## PROBLEM DETAILS
Only the number is requested. Tally the lines of the data that hold the string "true".

## DATA SHOWN
//! Bounded backoff for waiting on peer progress.
//!
//! The relay enforces the 5-minute handshake deadline; the client gives
//! up sooner (2 minutes by default) and abandons locally.  Abandonment
//! never mutates the ledger — the record expires on its own.

use std::time::Duration;

use tokio::time::Instant;

#[derive(Debug, Clone, Copy)]
pub struct PollConfig {
    pub initial_interval: Duration,
    pub max_interval: Duration,
    /// Total wall-clock budget before the attempt is abandoned.
    pub max_elapsed: Duration,
}

impl Default for PollConfig {
    fn default() -> Self {
        Self {
            initial_interval: Duration::from_millis(250),
            max_interval: Duration::from_secs(5),
            max_elapsed: Duration::from_secs(120),
        }
    }
}

/// Doubling backoff with a deadline. Dropping it cancels cleanly; no
/// background task holds any state.
pub struct Backoff {
    config: PollConfig,
    next_interval: Duration,
    started: Instant,
}

impl Backoff {
    pub fn new(config: PollConfig) -> Self {
        Self {
            config,
            next_interval: config.initial_interval,
            started: Instant::now(),
        }
    }

    /// Sleep until the next attempt. Returns `false` once the total
    /// budget is spent (sleeping would cross the deadline).
    pub async fn wait(&mut self) -> bool {
        let elapsed = self.started.elapsed();
        if elapsed + self.next_interval > self.config.max_elapsed {
            return false;
        }
        tokio::time::sleep(self.next_interval).await;
        self.next_interval = (self.next_interval * 2).min(self.config.max_interval);
        true
    }
}

#[cfg(test)]
mod tests {
    use super::*;

    #[tokio::test(start_paused = true)]
    async fn backoff_doubles_until_capped() {
        let mut backoff = Backoff::new(PollConfig {
            initial_interval: Duration::from_millis(100),
            max_interval: Duration::from_millis(400),
            max_elapsed: Duration::from_secs(10),
        });

        assert!(backoff.wait().await);
        assert_eq!(backoff.next_interval, Duration::from_millis(200));
        assert!(backoff.wait().await);
        assert_eq!(backoff.next_interval, Duration::from_millis(400));
        assert!(backoff.wait().await);
        // Capped, not doubled again.
        assert_eq!(backoff.next_interval, Duration::from_millis(400));
    }

    #[tokio::test(start_paused = true)]
    async fn deadline_stops_the_loop() {
        let mut backoff = Backoff::new(PollConfig {
            initial_interval: Duration::from_millis(100),
            max_interval: Duration::from_millis(100),
            max_elapsed: Duration::from_millis(250),
        });

        assert!(backoff.wait().await);
        assert!(backoff.wait().await);
        // A third sleep would cross the 250ms budget.
        assert!(!backoff.wait().await);
    }
}
impl HandshakeEngine {
    pub fn new(
        user_id: &str,
        transport: Arc<dyn crate::Transport>,
        clock: Arc<dyn Clock>,
        store: Arc<LocalKeyStore>,
    ) -> Self {
        Self {
            user_id: user_id.to_string(),
            transport,
            clock,
            store,
            active: Mutex::new(HashMap::new()),
        }
    }

    pub fn user_id(&self) -> &str {
        &self.user_id
    }

    // ── Init ─────────────────────────────────────────────────────────────

    /// Open a new handshake towards `responder_id`. Returns the minted
    /// session id; poll with `advance`/`run_to_completion` afterwards.
    pub async fn initiate(&self, responder_id: &str) -> Result<String, ClientError> {
        let signing = self
            .store
            .load_signing_key()
            .await?
            .ok_or_else(|| ClientError::State("no signing key enrolled".into()))?;

        let ephemeral = EphemeralKeyPair::generate();
        let our_nonce = rng::handshake_nonce();
        let timestamp = self.clock.now_ms();
        let ephemeral_public = b64(&ephemeral.public_bytes());
        let nonce_b64 = b64(&our_nonce);

        let payload = canonical::init_signing_payload(
            responder_id,
            &ephemeral_public,
            &nonce_b64,
            timestamp,
        );
        let signature = b64(&sign_blocking(signing, payload).await?);

        let resp = self
            .transport
            .initiate(
                &self.user_id,
                &InitiateRequest {
                    responder_id: responder_id.to_string(),
                    ephemeral_public,
                    nonce: nonce_b64,
                    timestamp,
                    signature,
                },
            )
            .await?;
        let session_id = resp.session_id;
        tracing::debug!(%session_id, peer = responder_id, "handshake initiated");

        self.store
            .store_pending(&PendingHandshake {
                session_id: session_id.clone(),
                role: Role::Initiator,
                peer_id: responder_id.to_string(),
                ephemeral_secret: *ephemeral.secret_bytes(),
                our_nonce,
            })
            .await?;
        self.active.lock().await.insert(
            session_id.clone(),
            ActiveHandshake {
                role: Role::Initiator,
                peer_id: responder_id.to_string(),
                ephemeral,
                our_nonce,
                shared: None,
                confirmation_sent: false,
            },
        );
        Ok(session_id)
    }

    /// Handshakes awaiting our Respond.
    pub async fn pending(&self) -> Result<Vec<SessionView>, ClientError> {
        Ok(self.transport.pending(&self.user_id).await?.sessions)
    }

    // ── Respond ──────────────────────────────────────────────────────────

    /// Answer a pending Init addressed to us. Derives the shared secret
    /// immediately (both ephemerals are known once the relay accepts).
    pub async fn respond(&self, session_id: &str) -> Result<(), ClientError> {
        let view = self.transport.session(&self.user_id, session_id).await?;
        if view.responder_id != self.user_id {
            return Err(ClientError::State("session is not addressed to us".into()));
        }
        let signing = self
            .store
            .load_signing_key()
            .await?
            .ok_or_else(|| ClientError::State("no signing key enrolled".into()))?;

        let ephemeral = EphemeralKeyPair::generate();
        let our_nonce = rng::handshake_nonce();
        let timestamp = self.clock.now_ms();
        let ephemeral_public = b64(&ephemeral.public_bytes());
        let nonce_b64 = b64(&our_nonce);

        let payload = canonical::response_signing_payload(
            session_id,
            &ephemeral_public,
            &nonce_b64,
            timestamp,
        );
        let signature = b64(&sign_blocking(signing, payload).await?);

        let resp = self
            .transport
            .respond(
                &self.user_id,
                &RespondRequest {
                    session_id: session_id.to_string(),
                    ephemeral_public,
                    nonce: nonce_b64,
                    timestamp,
                    signature,
                },
            )
            .await?;

        let shared = derive_shared(
            &ephemeral,
            &resp.initiator_public_key,
            &view.initiator_nonce,
            &b64(&our_nonce),
        )?;

        self.store
            .store_pending(&PendingHandshake {
                session_id: session_id.to_string(),
                role: Role::Responder,
                peer_id: view.initiator_id.clone(),
                ephemeral_secret: *ephemeral.secret_bytes(),
                our_nonce,
            })
            .await?;
        self.active.lock().await.insert(
            session_id.to_string(),
            ActiveHandshake {
                role: Role::Responder,
                peer_id: view.initiator_id,
                ephemeral,
                our_nonce,
                shared: Some(shared),
                confirmation_sent: false,
            },
        );
        Ok(())
    }

    // ── Progress driver ──────────────────────────────────────────────────

    /// Run one step of the state machine: read the ledger record, derive
    /// or verify what the new state allows, and send our confirmation
    /// when it is our turn.
    pub async fn advance(&self, session_id: &str) -> Result<HandshakeProgress, ClientError> {
        let view = self.transport.session(&self.user_id, session_id).await?;

        let mut active = self.active.lock().await;
        let hs = active
            .get_mut(session_id)
            .ok_or_else(|| ClientError::UnknownSession(session_id.to_string()))?;

        match view.status {
            SessionStatus::Failed | SessionStatus::Expired => {
                let status = view.status;
                active.remove(session_id);
                self.store.remove_pending(session_id);
                Ok(HandshakeProgress::Failed(status))
            }

            SessionStatus::Initiated => Ok(HandshakeProgress::Waiting),

            SessionStatus::Responded => {
                if hs.role == Role::Initiator {
                    ensure_shared(hs, &view)?;
                    if !hs.confirmation_sent {
                        self.send_confirmation(session_id, hs).await?;
                    }
                }
                // Responder: our tag goes out only after the initiator's
                // verifies, so nothing to do yet.
                Ok(HandshakeProgress::Waiting)
            }

            SessionStatus::Confirmed => {
                ensure_shared(hs, &view)?;
                let our_slot_filled = view_confirmation(&view, hs.role).is_some();
                if hs.confirmation_sent || our_slot_filled {
                    // Ours is in; the peer still owes theirs.
                    return Ok(HandshakeProgress::Waiting);
                }
                // The peer confirmed first: verify before answering.
                if !self.verify_peer_tag(session_id, hs, &view)? {
                    drop(active);
                    return self.fail_mismatch(session_id).await;
                }
                let status = self.send_confirmation(session_id, hs).await?;
                if status == SessionStatus::Completed {
                    self.finalize(session_id, &mut active).await?;
                    return Ok(HandshakeProgress::Completed);
                }
                Ok(HandshakeProgress::Waiting)
            }

            SessionStatus::Completed => {
                ensure_shared(hs, &view)?;
                if !self.verify_peer_tag(session_id, hs, &view)? {
                    drop(active);
                    return self.fail_mismatch(session_id).await;
                }
                self.finalize(session_id, &mut active).await?;
                Ok(HandshakeProgress::Completed)
            }
        }
    }

    /// Poll `advance` under a backoff until the handshake settles.
    /// On deadline: abandon locally (the ledger record expires on its own).
    pub async fn run_to_completion(
        &self,
        session_id: &str,
        config: PollConfig,
    ) -> Result<(), ClientError> {
        let mut backoff = Backoff::new(config);
        loop {
            match self.advance(session_id).await? {
                HandshakeProgress::Completed => return Ok(()),
                HandshakeProgress::Failed(status) => {
                    return Err(ClientError::HandshakeFailed(status.to_string()))
                }
                HandshakeProgress::Waiting => {
                    if !backoff.wait().await {
                        self.abandon(session_id).await;
                        return Err(ClientError::Timeout);
                    }
                }
            }
        }
    }

    // ── Resume / abandon ─────────────────────────────────────────────────

    /// Re-hydrate an in-flight handshake after a restart, from the ledger
    /// record plus the persisted pending state.
    pub async fn resume(&self, session_id: &str) -> Result<(), ClientError> {
        if self.active.lock().await.contains_key(session_id) {
            return Ok(());
        }
        let pending = self
            .store
            .load_pending(session_id)
            .await?
            .ok_or_else(|| ClientError::UnknownSession(session_id.to_string()))?;
        let ephemeral = EphemeralKeyPair::from_secret_bytes(&pending.ephemeral_secret)?;

        let view = self.transport.session(&self.user_id, session_id).await?;
        let mut hs = ActiveHandshake {
            role: pending.role,
            peer_id: pending.peer_id.clone(),
            ephemeral,
            our_nonce: pending.our_nonce,
            shared: None,
            confirmation_sent: view_confirmation(&view, pending.role).is_some(),
        };
        if view.responder_ephemeral_pub.is_some() {
            ensure_shared(&mut hs, &view)?;
        }
        self.active.lock().await.insert(session_id.to_string(), hs);
        Ok(())
    }

    /// Drop all local state for an attempt. Never touches the ledger.
    pub async fn abandon(&self, session_id: &str) {
        self.active.lock().await.remove(session_id);
        self.store.remove_pending(session_id);
    }

    // ── Internals ────────────────────────────────────────────────────────

    async fn send_confirmation(
        &self,
        session_id: &str,
        hs: &mut ActiveHandshake,
    ) -> Result<SessionStatus, ClientError> {
        let shared = hs
            .shared
            .as_ref()
            .ok_or_else(|| ClientError::State("confirmation before derivation".into()))?;
        let input = canonical::confirmation_input(session_id, hs.role, &shared.shared_hash_b64);
        let tag = mac::hmac_sha256(&*shared.z, input.as_bytes());

        let resp = self
            .transport
            .confirm(
                &self.user_id,
                &ConfirmRequest {
                    session_id: session_id.to_string(),
                    confirmation: b64(&tag),
                    is_initiator: hs.role == Role::Initiator,
                },
            )
            .await?;
        hs.confirmation_sent = true;
        Ok(resp.status)
    }

    /// Check the peer's confirmation tag against our own derivation.
    fn verify_peer_tag(
        &self,
        session_id: &str,
        hs: &ActiveHandshake,
        view: &SessionView,
    ) -> Result<bool, ClientError> {
        let shared = hs
            .shared
            .as_ref()
            .ok_or_else(|| ClientError::State("verification before derivation".into()))?;
        let peer_role = hs.role.peer();
        let Some(tag_b64) = view_confirmation(view, peer_role) else {
            return Err(ClientError::State("peer confirmation missing".into()));
        };
        let tag = b64d(tag_b64)?;
        let input = canonical::confirmation_input(session_id, peer_role, &shared.shared_hash_b64);
        Ok(mac::hmac_sha256_verify(&*shared.z, input.as_bytes(), &tag))
    }

    /// Confirmation mismatch: report, discard every secret, surface MITM.
    async fn fail_mismatch(&self, session_id: &str) -> Result<HandshakeProgress, ClientError> {
        tracing::warn!(session_id, "key confirmation mismatch — discarding session");
        let report = ReportFailureRequest {
            session_id: session_id.to_string(),
            reason: "CONFIRMATION_MISMATCH".into(),
        };
        // Best effort: the local discard matters even if the report fails.
        let _ = self.transport.report_failure(&self.user_id, &report).await;
        self.abandon(session_id).await;
        Err(ClientError::ConfirmationMismatch)
    }

    /// Both confirmations verified: persist the session key, then drop the
    /// ephemeral secret and `z` by removing the active entry.
    async fn finalize(
        &self,
        session_id: &str,
        active: &mut HashMap<String, ActiveHandshake>,
    ) -> Result<(), ClientError> {
        let hs = active
            .get(session_id)
            .ok_or_else(|| ClientError::UnknownSession(session_id.to_string()))?;
        let shared = hs
            .shared
            .as_ref()
            .ok_or_else(|| ClientError::State("completion before derivation".into()))?;

        self.store
            .store_session(
                session_id,
                &SessionKeyEntry {
                    partner_id: hs.peer_id.clone(),
                    key_data: *shared.session_key,
                    sequence_number: 0,
                    received_sequence: 0,
                },
            )
            .await?;
        self.store.remove_pending(session_id);
        active.remove(session_id);
        tracing::debug!(session_id, "handshake completed");
        Ok(())
    }
}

## RESULT
4